→ Information provided:
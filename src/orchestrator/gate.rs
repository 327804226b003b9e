//! Pause gate: a reusable latch every story phase transition awaits.
//!
//! Pausing only delays phases that have not started; a dispatch already in
//! flight is never interrupted.

use tokio::sync::watch;

#[derive(Clone)]
pub struct PauseGate {
    tx: std::sync::Arc<watch::Sender<bool>>,
    rx: watch::Receiver<bool>,
}

impl Default for PauseGate {
    fn default() -> Self {
        Self::new()
    }
}

impl PauseGate {
    pub fn new() -> Self {
        let (tx, rx) = watch::channel(false);
        Self {
            tx: std::sync::Arc::new(tx),
            rx,
        }
    }

    pub fn pause(&self) {
        let _ = self.tx.send(true);
    }

    pub fn resume(&self) {
        let _ = self.tx.send(false);
    }

    pub fn is_paused(&self) -> bool {
        *self.rx.borrow()
    }

    /// Completes immediately when not paused; otherwise waits for
    /// `resume`.
    pub async fn wait_ready(&self) {
        let mut rx = self.rx.clone();
        while *rx.borrow() {
            if rx.changed().await.is_err() {
                return;
            }
        }
    }
}
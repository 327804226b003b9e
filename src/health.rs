//! Pipeline health: staleness + process-tree inspection → verdict.

use std::collections::BTreeMap;

use anyhow::Result;
use chrono::Utc;
use serde::{Deserialize, Serialize};

use crate::orchestrator::StatusSnapshot;
use crate::store::{DecisionStore, RunStatus};
use crate::util::parse_rfc3339;

/// A run whose `updated_at` is older than this while `running` is stalled.
pub const STALENESS_THRESHOLD_SECS: u64 = 600;

#[derive(Debug, Clone, Copy, PartialEq, Eq, Serialize, Deserialize)]
#[serde(rename_all = "SCREAMING_SNAKE_CASE")]
pub enum HealthVerdict {
    Healthy,
    Stalled,
    NoPipelineRunning,
}

/// What became of an inspected pid.
#[derive(Debug, Clone, Copy, PartialEq, Eq)]
pub enum PidState {
    Alive,
    Zombie,
    Missing,
    /// Process inspection unavailable on this platform.
    Unknown,
}

#[derive(Debug, Clone, Default, Serialize, Deserialize)]
pub struct ProcessReport {
    #[serde(skip_serializing_if = "Option::is_none")]
    pub orchestrator_pid: Option<u32>,
    #[serde(default)]
    pub child_pids: Vec<u32>,
    #[serde(default)]
    pub zombies: Vec<u32>,
}

#[derive(Debug, Clone, Default, Serialize, Deserialize)]
pub struct StoriesReport {
    pub active: usize,
    pub completed: usize,
    pub escalated: usize,
    #[serde(default)]
    pub details: BTreeMap<String, String>,
}

#[derive(Debug, Clone, Serialize, Deserialize)]
pub struct HealthReport {
    pub verdict: HealthVerdict,
    #[serde(skip_serializing_if = "Option::is_none")]
    pub run_id: Option<String>,
    #[serde(skip_serializing_if = "Option::is_none")]
    pub status: Option<RunStatus>,
    #[serde(skip_serializing_if = "Option::is_none")]
    pub current_phase: Option<String>,
    #[serde(skip_serializing_if = "Option::is_none")]
    pub staleness_seconds: Option<u64>,
    #[serde(skip_serializing_if = "Option::is_none")]
    pub last_activity: Option<String>,
    pub process: ProcessReport,
    pub stories: StoriesReport,
}

/// Inspect `/proc/<pid>/stat` for liveness and zombie state.
#[cfg(target_os = "linux")]
pub fn inspect_pid(pid: u32) -> PidState {
    let stat = match std::fs::read_to_string(format!("/proc/{pid}/stat")) {
        Ok(stat) => stat,
        Err(_) => return PidState::Missing,
    };
    // State is the first field after the parenthesized comm.
    match stat.rsplit(')').next().and_then(|rest| {
        rest.trim_start().chars().next()
    }) {
        Some('Z') => PidState::Zombie,
        Some(_) => PidState::Alive,
        None => PidState::Missing,
    }
}

#[cfg(not(target_os = "linux"))]
pub fn inspect_pid(_pid: u32) -> PidState {
    PidState::Unknown
}

/// Children of `pid`, found by scanning `/proc` for matching ppids.
#[cfg(target_os = "linux")]
pub fn child_pids_of(pid: u32) -> Vec<u32> {
    let Ok(entries) = std::fs::read_dir("/proc") else {
        return Vec::new();
    };
    let mut children = Vec::new();
    for entry in entries.flatten() {
        let Some(candidate) = entry
            .file_name()
            .to_str()
            .and_then(|name| name.parse::<u32>().ok())
        else {
            continue;
        };
        let Ok(stat) = std::fs::read_to_string(format!("/proc/{candidate}/stat")) else {
            continue;
        };
        let ppid = stat
            .rsplit(')')
            .next()
            .map(|rest| rest.split_whitespace().collect::<Vec<_>>())
            .and_then(|fields| fields.get(1).and_then(|f| f.parse::<u32>().ok()));
        if ppid == Some(pid) {
            children.push(candidate);
        }
    }
    children.sort_unstable();
    children
}

#[cfg(not(target_os = "linux"))]
pub fn child_pids_of(_pid: u32) -> Vec<u32> {
    Vec::new()
}

/// The verdict rule, pure for testing: a running pipeline is stalled when
/// its children are zombies, its heartbeat is stale, its orchestrator is
/// gone, or it claims active stories with no children doing the work.
pub fn verdict_for(
    status: RunStatus,
    staleness_seconds: u64,
    active_stories: usize,
    orchestrator: PidState,
    live_children: usize,
    zombie_children: usize,
) -> HealthVerdict {
    if status != RunStatus::Running {
        return HealthVerdict::NoPipelineRunning;
    }
    if zombie_children > 0 {
        return HealthVerdict::Stalled;
    }
    if staleness_seconds > STALENESS_THRESHOLD_SECS {
        return HealthVerdict::Stalled;
    }
    match orchestrator {
        PidState::Missing => HealthVerdict::Stalled,
        PidState::Unknown => HealthVerdict::Healthy,
        PidState::Alive | PidState::Zombie => {
            if live_children == 0 && active_stories > 0 {
                HealthVerdict::Stalled
            } else {
                HealthVerdict::Healthy
            }
        }
    }
}

/// Build the health report for the named (or latest) run.
pub fn check_health(db: &DecisionStore, run_id: Option<&str>) -> Result<HealthReport> {
    let run = match run_id {
        Some(id) => db.get_pipeline_run_by_id(id)?,
        None => db.get_latest_run()?,
    };
    let Some(run) = run else {
        return Ok(HealthReport {
            verdict: HealthVerdict::NoPipelineRunning,
            run_id: None,
            status: None,
            current_phase: None,
            staleness_seconds: None,
            last_activity: None,
            process: ProcessReport::default(),
            stories: StoriesReport::default(),
        });
    };

    let staleness_seconds = parse_rfc3339(&run.updated_at)
        .map(|updated| (Utc::now() - updated).num_seconds().max(0) as u64)
        .unwrap_or(u64::MAX);

    let snapshot = run
        .token_usage_json
        .as_deref()
        .and_then(StatusSnapshot::from_json)
        .unwrap_or_default();

    let orchestrator_pid = (snapshot.pid != 0).then_some(snapshot.pid);
    let orchestrator_state = orchestrator_pid.map(inspect_pid).unwrap_or(PidState::Unknown);
    let mut children = snapshot.child_pids.clone();
    if let Some(pid) = orchestrator_pid {
        for child in child_pids_of(pid) {
            if !children.contains(&child) {
                children.push(child);
            }
        }
    }
    let zombies: Vec<u32> = children
        .iter()
        .copied()
        .filter(|pid| inspect_pid(*pid) == PidState::Zombie)
        .collect();
    let live = children
        .iter()
        .filter(|pid| inspect_pid(**pid) == PidState::Alive)
        .count();

    let active = snapshot.active();
    let stories = StoriesReport {
        active: active.len(),
        completed: snapshot.completed().len(),
        escalated: snapshot.escalated().len(),
        details: snapshot
            .stories
            .iter()
            .map(|(key, story)| (key.clone(), story.phase.as_str().to_string()))
            .collect(),
    };

    let verdict = verdict_for(
        run.status,
        staleness_seconds,
        stories.active,
        orchestrator_state,
        live,
        zombies.len(),
    );

    Ok(HealthReport {
        verdict,
        run_id: Some(run.id),
        status: Some(run.status),
        current_phase: run.current_phase,
        staleness_seconds: Some(staleness_seconds),
        last_activity: Some(run.updated_at),
        process: ProcessReport {
            orchestrator_pid,
            child_pids: children,
            zombies,
        },
        stories,
    })
}
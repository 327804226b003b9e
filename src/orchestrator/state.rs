//! Orchestrator and per-story state, and the persisted status snapshot.
//!
//! The snapshot serialized into `pipeline_runs.token_usage_json` after
//! every transition is the single source of truth for `status` reporting,
//! resume detection and the health check.

use std::collections::BTreeMap;

use serde::{Deserialize, Serialize};

use crate::util::now_rfc3339;

/// Top-level orchestrator state.
#[derive(Debug, Clone, Copy, PartialEq, Eq, Default, Serialize, Deserialize)]
#[serde(rename_all = "SCREAMING_SNAKE_CASE")]
pub enum OrchestratorState {
    #[default]
    Idle,
    Running,
    Paused,
    Complete,
    Failed,
}

/// Per-story phase in the implementation state machine.
#[derive(Debug, Clone, Copy, PartialEq, Eq, Default, Serialize, Deserialize)]
#[serde(rename_all = "SCREAMING_SNAKE_CASE")]
pub enum StoryPhase {
    #[default]
    Pending,
    InStoryCreation,
    InDev,
    InReview,
    NeedsFixes,
    Complete,
    Escalated,
}

impl StoryPhase {
    pub fn as_str(&self) -> &'static str {
        match self {
            Self::Pending => "PENDING",
            Self::InStoryCreation => "IN_STORY_CREATION",
            Self::InDev => "IN_DEV",
            Self::InReview => "IN_REVIEW",
            Self::NeedsFixes => "NEEDS_FIXES",
            Self::Complete => "COMPLETE",
            Self::Escalated => "ESCALATED",
        }
    }

    pub fn is_terminal(&self) -> bool {
        matches!(self, Self::Complete | Self::Escalated)
    }

    /// A phase that has left PENDING and not yet terminated; eligible for
    /// stall detection.
    pub fn is_in_flight(&self) -> bool {
        !matches!(self, Self::Pending) && !self.is_terminal()
    }
}

/// Batching metrics for a decomposed story.
#[derive(Debug, Clone, PartialEq, Eq, Serialize, Deserialize)]
pub struct DecompositionMetrics {
    pub total_tasks: usize,
    pub batch_count: usize,
    pub batch_sizes: Vec<usize>,
}

/// Tracked state of one story.
#[derive(Debug, Clone, Default, Serialize, Deserialize)]
pub struct StoryState {
    pub phase: StoryPhase,
    pub review_cycles: u32,
    #[serde(skip_serializing_if = "Option::is_none")]
    pub last_verdict: Option<String>,
    #[serde(skip_serializing_if = "Option::is_none")]
    pub error: Option<String>,
    #[serde(skip_serializing_if = "Option::is_none")]
    pub story_file: Option<String>,
    #[serde(default, skip_serializing_if = "Vec::is_empty")]
    pub files_modified: Vec<String>,
    #[serde(skip_serializing_if = "Option::is_none")]
    pub decomposition: Option<DecompositionMetrics>,
    pub started_at: String,
    pub updated_at: String,
}

impl StoryState {
    pub fn pending() -> Self {
        let now = now_rfc3339();
        Self {
            started_at: now.clone(),
            updated_at: now,
            ..Default::default()
        }
    }

    pub fn transition(&mut self, phase: StoryPhase) {
        self.phase = phase;
        self.updated_at = now_rfc3339();
    }
}

/// The full status snapshot persisted after every meaningful mutation.
#[derive(Debug, Clone, Default, Serialize, Deserialize)]
pub struct StatusSnapshot {
    pub state: OrchestratorState,
    #[serde(skip_serializing_if = "Option::is_none")]
    pub pipeline_run_id: Option<String>,
    pub stories: BTreeMap<String, StoryState>,
    #[serde(default)]
    pub pid: u32,
    #[serde(default, skip_serializing_if = "Vec::is_empty")]
    pub child_pids: Vec<u32>,
}

impl StatusSnapshot {
    pub fn to_json(&self) -> String {
        serde_json::to_string(self).unwrap_or_else(|_| "{}".to_string())
    }

    pub fn from_json(json: &str) -> Option<Self> {
        serde_json::from_str(json).ok()
    }

    pub fn completed(&self) -> Vec<String> {
        self.stories_in(StoryPhase::Complete)
    }

    pub fn escalated(&self) -> Vec<String> {
        self.stories_in(StoryPhase::Escalated)
    }

    pub fn active(&self) -> Vec<String> {
        self.stories
            .iter()
            .filter(|(_, s)| s.phase.is_in_flight())
            .map(|(k, _)| k.clone())
            .collect()
    }

    fn stories_in(&self, phase: StoryPhase) -> Vec<String> {
        self.stories
            .iter()
            .filter(|(_, s)| s.phase == phase)
            .map(|(k, _)| k.clone())
            .collect()
    }
}
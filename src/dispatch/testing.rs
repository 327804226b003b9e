//! Scripted dispatcher for tests.
//!
//! Scenario tests drive the orchestrator and workflows by scripting what
//! each agent "replies" with, per agent name and in FIFO order. No
//! subprocess is spawned.

use std::collections::{HashMap, VecDeque};
use std::sync::{Arc, Mutex};

use anyhow::Result;
use async_trait::async_trait;
use uuid::Uuid;

use super::{
    AgentDispatcher, DispatchRequest, DispatchResult, DispatchStatus, TokenEstimate, parse_output,
};
use crate::util::estimate_tokens;

#[derive(Debug, Clone)]
enum Scripted {
    Reply { status: DispatchStatus, output: String },
    Error(String),
}

/// An [`AgentDispatcher`] that replays scripted replies.
#[derive(Default)]
pub struct ScriptedDispatcher {
    scripts: Mutex<HashMap<String, VecDeque<Scripted>>>,
    default_reply: Mutex<Option<Scripted>>,
    requests: Arc<Mutex<Vec<DispatchRequest>>>,
}

impl ScriptedDispatcher {
    pub fn new() -> Self {
        Self::default()
    }

    /// A dispatcher that answers every dispatch with the same completed
    /// output.
    pub fn completing(output: &str) -> Self {
        let dispatcher = Self::new();
        *dispatcher.default_reply.lock().unwrap() = Some(Scripted::Reply {
            status: DispatchStatus::Completed,
            output: output.to_string(),
        });
        dispatcher
    }

    /// Queue a completed reply for the named agent.
    pub fn script(self, agent: &str, output: &str) -> Self {
        self.push(
            agent,
            Scripted::Reply {
                status: DispatchStatus::Completed,
                output: output.to_string(),
            },
        );
        self
    }

    /// Queue a reply with an explicit terminal status.
    pub fn script_status(self, agent: &str, status: DispatchStatus, output: &str) -> Self {
        self.push(
            agent,
            Scripted::Reply {
                status,
                output: output.to_string(),
            },
        );
        self
    }

    /// Queue a dispatch-level error (the `dispatch` call itself fails).
    pub fn script_error(self, agent: &str, message: &str) -> Self {
        self.push(agent, Scripted::Error(message.to_string()));
        self
    }

    fn push(&self, agent: &str, scripted: Scripted) {
        self.scripts
            .lock()
            .unwrap()
            .entry(agent.to_string())
            .or_default()
            .push_back(scripted);
    }

    /// Every request seen so far, in dispatch order.
    pub fn requests(&self) -> Arc<Mutex<Vec<DispatchRequest>>> {
        self.requests.clone()
    }

    pub fn dispatch_count(&self, agent: &str) -> usize {
        self.requests
            .lock()
            .unwrap()
            .iter()
            .filter(|r| r.agent == agent)
            .count()
    }
}

#[async_trait]
impl AgentDispatcher for ScriptedDispatcher {
    async fn dispatch(&self, request: DispatchRequest) -> Result<DispatchResult> {
        let scripted = {
            let mut scripts = self.scripts.lock().unwrap();
            match scripts.get_mut(&request.agent).and_then(|q| q.pop_front()) {
                Some(s) => Some(s),
                None => self.default_reply.lock().unwrap().clone(),
            }
        };
        self.requests.lock().unwrap().push(request.clone());

        let scripted = scripted
            .ok_or_else(|| anyhow::anyhow!("unscripted dispatch for agent '{}'", request.agent))?;

        match scripted {
            Scripted::Error(message) => Err(anyhow::anyhow!(message)),
            Scripted::Reply { status, output } => {
                let (parsed, parse_error) = match (&status, &request.output_schema) {
                    (DispatchStatus::Completed, Some(schema)) => parse_output(&output, schema),
                    _ => (None, None),
                };
                Ok(DispatchResult {
                    id: Uuid::new_v4().to_string(),
                    status,
                    exit_code: if status == DispatchStatus::Completed { 0 } else { 1 },
                    token_estimate: TokenEstimate {
                        input: estimate_tokens(&request.prompt) as u64,
                        output: estimate_tokens(&output) as u64,
                    },
                    output,
                    parsed,
                    parse_error,
                    duration_ms: 1,
                })
            }
        }
    }
}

→ Task:
Search the entries for the string "DispatchResult" and return each line where it turns up.

→ Solved problem:
    AgentDispatcher, DispatchRequest, DispatchResult, DispatchStatus, TokenEstimate, parse_output,
    async fn dispatch(&self, request: DispatchRequest) -> Result<DispatchResult> {
                Ok(DispatchResult {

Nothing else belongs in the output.